Saved data entries
=======

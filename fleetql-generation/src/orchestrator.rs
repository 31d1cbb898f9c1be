//! Multi-model generation loop.
//!
//! Tries each configured model up to `max_retries` times, validating
//! every candidate and threading the validator's feedback into the next
//! prompt. Per-model counters feed the benchmark report.

use std::sync::Arc;
use std::time::Instant;

use dashmap::DashMap;
use tracing::{debug, info, warn};

use fleetql_core::constants::FAILED_GENERATION_SQL;
use fleetql_core::models::{GenerationAttempt, GenerationOutcome, ModelStats};
use fleetql_core::traits::ILlmProvider;
use fleetql_retrieval::ScoredDocument;
use fleetql_schema::SqlValidator;

use crate::fixes::clean_response;
use crate::prompt::{build_prompt, PromptStrategy};

/// One `generate` call's inputs beyond the question itself.
pub struct GenerationRequest<'a> {
    pub question: &'a str,
    pub strategy: PromptStrategy,
    pub context: &'a [ScoredDocument],
    pub relevant_tables: &'a [String],
    /// Try this model first when set.
    pub preferred_model: Option<&'a str>,
    /// Whether to fall through to the remaining models.
    pub allow_fallback: bool,
    /// Hard wall-clock cutoff for the whole loop.
    pub deadline: Option<Instant>,
    /// A failure from outside the loop (execution error, sanity check)
    /// to feed into the first prompt as retry feedback.
    pub failed_attempt: Option<GenerationAttempt>,
}

pub struct GenerationOrchestrator {
    llm: Arc<dyn ILlmProvider>,
    validator: Arc<SqlValidator>,
    models: Vec<String>,
    max_retries: usize,
    stats: DashMap<String, ModelStats>,
}

impl GenerationOrchestrator {
    pub fn new(
        llm: Arc<dyn ILlmProvider>,
        validator: Arc<SqlValidator>,
        models: Vec<String>,
        max_retries: usize,
    ) -> Self {
        Self {
            llm,
            validator,
            models,
            max_retries: max_retries.max(1),
            stats: DashMap::new(),
        }
    }

    /// Run the model ladder until a candidate validates. Infrastructure
    /// failures move to the next model; validation failures retry the
    /// same model with feedback. Exhaustion returns the failure sentinel.
    pub fn generate(&self, request: &GenerationRequest<'_>) -> GenerationOutcome {
        let models = self.model_order(request.preferred_model, request.allow_fallback);
        let mut history: Vec<GenerationAttempt> = Vec::new();
        history.extend(request.failed_attempt.clone());
        let mut last_model = String::new();

        for model in &models {
            for attempt_number in 1..=self.max_retries {
                if deadline_passed(request.deadline) {
                    warn!(model = %model, "generation deadline reached");
                    return GenerationOutcome::failure(FAILED_GENERATION_SQL, model.clone());
                }
                last_model = model.clone();

                let prompt = build_prompt(
                    request.question,
                    request.strategy,
                    request.context,
                    request.relevant_tables,
                    &history,
                );
                let started = Instant::now();
                self.bump(model, |s| s.attempts += 1);

                let raw = match self.llm.generate(model, &prompt) {
                    Ok(raw) => raw,
                    Err(e) => {
                        warn!(model = %model, error = %e, "model unreachable, moving on");
                        self.bump(model, |s| s.failures += 1);
                        break;
                    }
                };

                let sql = clean_response(&raw);
                let error = if sql.is_empty() {
                    Some("response contained no SELECT statement".to_string())
                } else {
                    match self.validator.validate(&sql) {
                        Ok(verdict) if verdict.valid => None,
                        Ok(verdict) => Some(verdict.message),
                        Err(e) => {
                            warn!(model = %model, error = %e, "validation unavailable");
                            self.bump(model, |s| s.failures += 1);
                            break;
                        }
                    }
                };

                match error {
                    None => {
                        let elapsed = started.elapsed().as_millis() as u64;
                        self.bump(model, |s| {
                            s.successes += 1;
                            s.total_time_ms += elapsed;
                        });
                        info!(model = %model, attempt = attempt_number, "query generated");
                        return GenerationOutcome::success(sql, model.clone());
                    }
                    Some(message) => {
                        debug!(
                            model = %model,
                            attempt = attempt_number,
                            error = %message,
                            "candidate rejected"
                        );
                        self.bump(model, |s| s.failures += 1);
                        history.push(GenerationAttempt {
                            model: model.clone(),
                            attempt_number,
                            prompt,
                            resulting_sql: sql,
                            validation_error: Some(message),
                        });
                    }
                }
            }
        }

        warn!("all models exhausted without a valid query");
        GenerationOutcome::failure(FAILED_GENERATION_SQL, last_model)
    }

    fn model_order(&self, preferred: Option<&str>, allow_fallback: bool) -> Vec<String> {
        match preferred {
            Some(preferred) => {
                let mut models = vec![preferred.to_string()];
                if allow_fallback {
                    models.extend(self.models.iter().filter(|m| *m != preferred).cloned());
                }
                models
            }
            None => self.models.clone(),
        }
    }

    fn bump(&self, model: &str, update: impl FnOnce(&mut ModelStats)) {
        let mut entry = self.stats.entry(model.to_string()).or_default();
        update(entry.value_mut());
    }

    /// Per-model counters, best success rate first.
    pub fn performance_report(&self) -> Vec<(String, ModelStats)> {
        let mut report: Vec<(String, ModelStats)> = self
            .stats
            .iter()
            .map(|entry| (entry.key().clone(), entry.value().clone()))
            .collect();
        report.sort_by(|a, b| b.1.success_rate().total_cmp(&a.1.success_rate()));
        report
    }
}

fn deadline_passed(deadline: Option<Instant>) -> bool {
    deadline.is_some_and(|d| Instant::now() >= d)
}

=======

[TASK BRIEF]:
Return, exactly, the lines from the first line of the records above to the line containing "use fleetql_core::traits::ILlmProvider;", both included.

[SOLUTION TO THIS EXERCISE]:
filename fleetql-generation/src/orchestrator.rs
repository 31d1cbb898f9c1be
//! Multi-model generation loop.
//!
//! Tries each configured model up to `max_retries` times, validating
//! every candidate and threading the validator's feedback into the next
//! prompt. Per-model counters feed the benchmark report.

use std::sync::Arc;
use std::time::Instant;

use dashmap::DashMap;
use tracing::{debug, info, warn};

use fleetql_core::constants::FAILED_GENERATION_SQL;
use fleetql_core::models::{GenerationAttempt, GenerationOutcome, ModelStats};
use fleetql_core::traits::ILlmProvider;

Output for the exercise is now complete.